Victoria Police Corruption
By Raymond Hoser
First published by Kotabi Publications (1999)

James Frederick Bazely

Bazely, born in 1924, was allegedly a hit man and also a target of pre-election union violence on the Melbourne waterfront in the early 70's.

He carries the scars of four bullet wounds suffered in Melbourne's bloody waterfront wars.

He stood with a gun in his hand and a foot on the ballot box the day of the Painters and Dockers Union elections.

Following the union ballot, Bazely, a supporter of faction leader Bill Longley was wounded in two separate ambushes.

In May 1972, he caught machinegun fire at the gate of his North Carlton home.

He had been beaten for the position of vigilance officer in that year's election.

Bazely pulled a bullet from his shoulder on the way to hospital.

He told police he did not have a clue who shot him.

A police officer said at the time: "He has been marked for execution by the underworld hiearchy. He was lucky this time. Next time he might not escape with minor wounds."

But that he did.

He survived another attempted hit, in September the same year, when struck by bullets as he sat in his car.

Bazely was jailed after anti-drugs campaigner Donald Bruce Mackay disappeared from Griffith, NSW. in July 1977.

He was also found guilty of the April 1979 murders of drug couriers Douglas and Isabel Wilson at Seymour, north-east of Melbourne.

The Wilsons' bodies were found in a shallow grave at Rye in 1979.

Bazely was sentenced to life imprisonment in April 1986 for the Wilsons' murder.

He received concurrent sentences of nine years for conspiracy to murder Donald Mackay, and four years for the theft of $260,000 from Downards Security in 1978.

Bazely's appeal to the Full Court in June 1986 against the murder convictions was dismissed speedily.

He had no chance of finding the $60,000 needed for an appeal to the High Court.
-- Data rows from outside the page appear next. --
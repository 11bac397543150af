//! Auth Sub-Interface
//!
//! Sign-up, sign-in, and sign-out against the Backend Service, plus the
//! localStorage mirror that makes the session survive a page reload.

use crate::config;
use crate::models::Session;
use serde_json::json;

use super::{fetch_json, fetch_no_content};

/// Minimum accepted password length, checked before any request goes out
pub const MIN_PASSWORD_LEN: usize = 6;

fn auth_endpoint(path: &str) -> String {
    format!("{}/auth/v1/{path}", config::backend_url())
}

/// Local pre-check for sign-up; the only validation done on this side
/// of the wire.
pub fn validate_password(password: &str) -> Result<(), String> {
    if password.chars().count() < MIN_PASSWORD_LEN {
        Err(format!(
            "Password must be at least {MIN_PASSWORD_LEN} characters long"
        ))
    } else {
        Ok(())
    }
}

/// Register a new account. The service sends a confirmation email, so no
/// session comes back here.
pub async fn sign_up(email: &str, password: &str) -> Result<(), String> {
    validate_password(password)?;
    let body = json!({ "email": email, "password": password }).to_string();
    fetch_no_content("POST", &auth_endpoint("signup"), None, Some(body), None).await
}

/// Exchange credentials for a session and persist it locally.
pub async fn sign_in(email: &str, password: &str) -> Result<Session, String> {
    let body = json!({ "email": email, "password": password }).to_string();
    let url = auth_endpoint("token?grant_type=password");
    let session: Session = fetch_json("POST", &url, None, Some(body)).await?;
    store_session(&session);
    Ok(session)
}

/// Invalidate the session server-side and drop the local mirror.
pub async fn sign_out(session: &Session) -> Result<(), String> {
    fetch_no_content(
        "POST",
        &auth_endpoint("logout"),
        Some(&session.access_token),
        None,
        None,
    )
    .await?;
    clear_session();
    Ok(())
}

fn local_storage() -> Option<web_sys::Storage> {
    web_sys::window()?.local_storage().ok().flatten()
}

fn now_secs() -> i64 {
    (js_sys::Date::now() / 1000.0) as i64
}

/// Restore the persisted session, if any and still valid.
///
/// This is the startup `getSession()`: an expired mirror is dropped so the
/// app comes up unauthenticated instead of failing its first fetch.
pub fn load_session() -> Option<Session> {
    let storage = local_storage()?;
    let raw = storage.get_item(config::SESSION_STORAGE_KEY).ok()??;
    let session: Session = serde_json::from_str(&raw).ok()?;
    if session.is_expired(now_secs()) {
        clear_session();
        return None;
    }
    Some(session)
}

pub fn store_session(session: &Session) {
    if let (Some(storage), Ok(raw)) = (local_storage(), serde_json::to_string(session)) {
        let _ = storage.set_item(config::SESSION_STORAGE_KEY, &raw);
    }
}

pub fn clear_session() {
    if let Some(storage) = local_storage() {
        let _ = storage.remove_item(config::SESSION_STORAGE_KEY);
    }
}

#[cfg(test)]
mod tests {
    use super::*;

    #[test]
    fn test_short_password_is_rejected_with_exact_message() {
        let err = validate_password("abc12").unwrap_err();
        assert_eq!(err, "Password must be at least 6 characters long");
    }

    #[test]
    fn test_password_boundary() {
        assert!(validate_password("").is_err());
        assert!(validate_password("abc12").is_err());
        assert!(validate_password("abc123").is_ok());
        assert!(validate_password("correct horse battery").is_ok());
    }

    #[test]
    fn test_auth_endpoints() {
        assert!(auth_endpoint("signup").ends_with("/auth/v1/signup"));
        assert!(auth_endpoint("token?grant_type=password")
            .ends_with("/auth/v1/token?grant_type=password"));
        assert!(auth_endpoint("logout").ends_with("/auth/v1/logout"));
    }
}
//! Backend Service Client
//!
//! Request/response plumbing for the managed auth + database service,
//! organized by sub-interface. Every call goes over the browser's fetch
//! API and resolves to `Result<T, String>` where the `String` is the
//! user-visible error message.

mod auth;
mod todos;

pub use auth::*;
pub use todos::*;

use serde::de::DeserializeOwned;
use wasm_bindgen::{JsCast, JsValue};
use wasm_bindgen_futures::JsFuture;
use web_sys::{Headers, Request, RequestInit, Response};

use crate::config;

fn js_err(e: JsValue) -> String {
    format!("{e:?}")
}

/// Pull a human-readable message out of a Backend Service error body.
///
/// The auth and data sub-interfaces use different field names, so try
/// them in turn before falling back to the HTTP status.
pub(crate) fn error_message(status: u16, body: &str) -> String {
    if let Ok(value) = serde_json::from_str::<serde_json::Value>(body) {
        for key in ["message", "error_description", "msg", "error"] {
            if let Some(text) = value.get(key).and_then(|v| v.as_str()) {
                if !text.is_empty() {
                    return text.to_string();
                }
            }
        }
    }
    format!("Request failed (HTTP {status})")
}

/// One fetch round-trip; the caller decides how to read the body.
async fn send(
    method: &str,
    url: &str,
    bearer: Option<&str>,
    body: Option<String>,
    prefer: Option<&str>,
) -> Result<Response, String> {
    let headers = Headers::new().map_err(js_err)?;
    headers.set("apikey", config::anon_key()).map_err(js_err)?;
    if let Some(token) = bearer {
        headers
            .set("Authorization", &format!("Bearer {token}"))
            .map_err(js_err)?;
    }
    if body.is_some() {
        headers
            .set("Content-Type", "application/json")
            .map_err(js_err)?;
    }
    if let Some(prefer) = prefer {
        headers.set("Prefer", prefer).map_err(js_err)?;
    }

    let opts = RequestInit::new();
    opts.set_method(method);
    opts.set_headers(&headers);
    if let Some(body) = body {
        opts.set_body(&JsValue::from_str(&body));
    }

    let request = Request::new_with_str_and_init(url, &opts).map_err(js_err)?;
    let window = web_sys::window().ok_or_else(|| "no window".to_string())?;
    let response = JsFuture::from(window.fetch_with_request(&request))
        .await
        .map_err(js_err)?;
    response
        .dyn_into::<Response>()
        .map_err(|_| "unexpected fetch result".to_string())
}

async fn read_error(response: Response) -> String {
    let status = response.status();
    let body = match response.text() {
        Ok(promise) => JsFuture::from(promise)
            .await
            .ok()
            .and_then(|v| v.as_string())
            .unwrap_or_default(),
        Err(_) => String::new(),
    };
    error_message(status, &body)
}

/// Issue a request and decode the JSON response body.
pub(crate) async fn fetch_json<T: DeserializeOwned>(
    method: &str,
    url: &str,
    bearer: Option<&str>,
    body: Option<String>,
) -> Result<T, String> {
    let response = send(method, url, bearer, body, None).await?;
    if !response.ok() {
        return Err(read_error(response).await);
    }
    let value = JsFuture::from(response.json().map_err(js_err)?)
        .await
        .map_err(js_err)?;
    serde_wasm_bindgen::from_value(value).map_err(|e| e.to_string())
}

/// Issue a request where only success/failure matters.
pub(crate) async fn fetch_no_content(
    method: &str,
    url: &str,
    bearer: Option<&str>,
    body: Option<String>,
    prefer: Option<&str>,
) -> Result<(), String> {
    let response = send(method, url, bearer, body, prefer).await?;
    if !response.ok() {
        return Err(read_error(response).await);
    }
    Ok(())
}

#[cfg(test)]
mod tests {
    use super::*;

    #[test]
    fn test_error_message_prefers_data_interface_shape() {
        let body = r#"{"message":"duplicate key value violates unique constraint"}"#;
        assert_eq!(
            error_message(409, body),
            "duplicate key value violates unique constraint"
        );
    }

    #[test]
    fn test_error_message_reads_auth_interface_shapes() {
        assert_eq!(
            error_message(400, r#"{"error_description":"Invalid login credentials"}"#),
            "Invalid login credentials"
        );
        assert_eq!(
            error_message(422, r#"{"msg":"User already registered"}"#),
            "User already registered"
        );
        assert_eq!(
            error_message(401, r#"{"error":"invalid_grant"}"#),
            "invalid_grant"
        );
    }

    #[test]
    fn test_error_message_falls_back_to_status() {
        assert_eq!(error_message(500, ""), "Request failed (HTTP 500)");
        assert_eq!(error_message(502, "<html>bad gateway</html>"), "Request failed (HTTP 502)");
        assert_eq!(error_message(400, r#"{"message":""}"#), "Request failed (HTTP 400)");
    }
}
The crown alleged a conspiracy to murder Mackay by Mafia identity and drug trafficker Giofranco Tizzone, with Roger Joseph, patron of the Victoria Police Gun Club, and Bazely as the hired executioner.

It was Robert Trimbole (left), head of an allegedly protected Italian marijuana syndicate in NSW, who ordered the hit. Police involvement in covering up that trade and murders related to it has since been proven.

In an interview between Tom Prior of the Sun, and Bazely in 1987, Bazely said, "I didn't kill Mackay and I didn't kill the Wilsons".

He had said that in the Supreme Court and the seven women and five men of the jury had not believed him.

"I didn't tell the jury some of the things I'm telling you," he said.

Like what?

"Well, I held up that armoured van in Greensborough all right," Bazley said. "Three of us divided nearly $270,000.

"I took $130,000 as my cut - I did the hard work with the gun - and the others split the rest, about $80,000 to one, $60,000 to the other.

"Or they should have. George Joseph, who set up the job, didn't pass on the the whole $60,000 to the other man.

"He said he wasn't worth it, and this caused bad feeling."

Prior wrote that he "knew who George Joseph was, the Fitzroy gun-dealer convicted of conspiracy -with Bazley and Mafia link-man Gianfranco Tizzone - to murder Mackay."

Bazely had made repeated claims since his imprisonment that corrupt Sydney Policeman Fred Krahe, was responsible for the killing of Mackay.

The theory was given credence by a number of investigators and there remains widespread belief that Bazely was targeted in order to cover up a wider corruption.

But who was the man cheated out of his share of the loot?

"I said I'd tell you what happened, not that I'd give up anyone," Bazley said.

"He (the third man) has troubles enough of his own.

"Anyway, the point is that I had $130,000 in December, 1978 - even the police know that.

"And three months later I'm supposed to be accepting $20,000 from a man I didn't like (Tizzone) to 'off' (kill) two people I didn't know, one of them a woman.

"If it wasn't so serious, it would be laughable. Talk about a bargain-basement job!

"And this is supposed to be people representing Terence Clark, the Mr Asia drug boss who paid $250,000 for tapes of what the Wilsons said to the Queensland police!"

In his highly regarded book Can of Worms, a study of recent corruption in NSW, award-winning Sydney journalist Evan Whitton reported the disbelief of Melbourne underworld types that Jimmy Bazley "would even break a leg for $10,000."

When Prior put this to Bazley, he grunted, "Depends whose leg."

Did he know who had shot him? Did he carry any grudges? "What's the point?" he asked, with the trace of a grin.

"We were just electioneering, painters and dockers style.

"I don't even hold a real grudge against George Joseph for helping put me in jail for life. I knew George for about 20 years and we got on fairly well.

"Police and security men used to hang around his gunshop and they'd talk about the job. He passed on a lot of good leads me.

"You could say were in business together, although I was never one of the 'cowboys' standing around, feeling tall and important because of the guns in their holsters.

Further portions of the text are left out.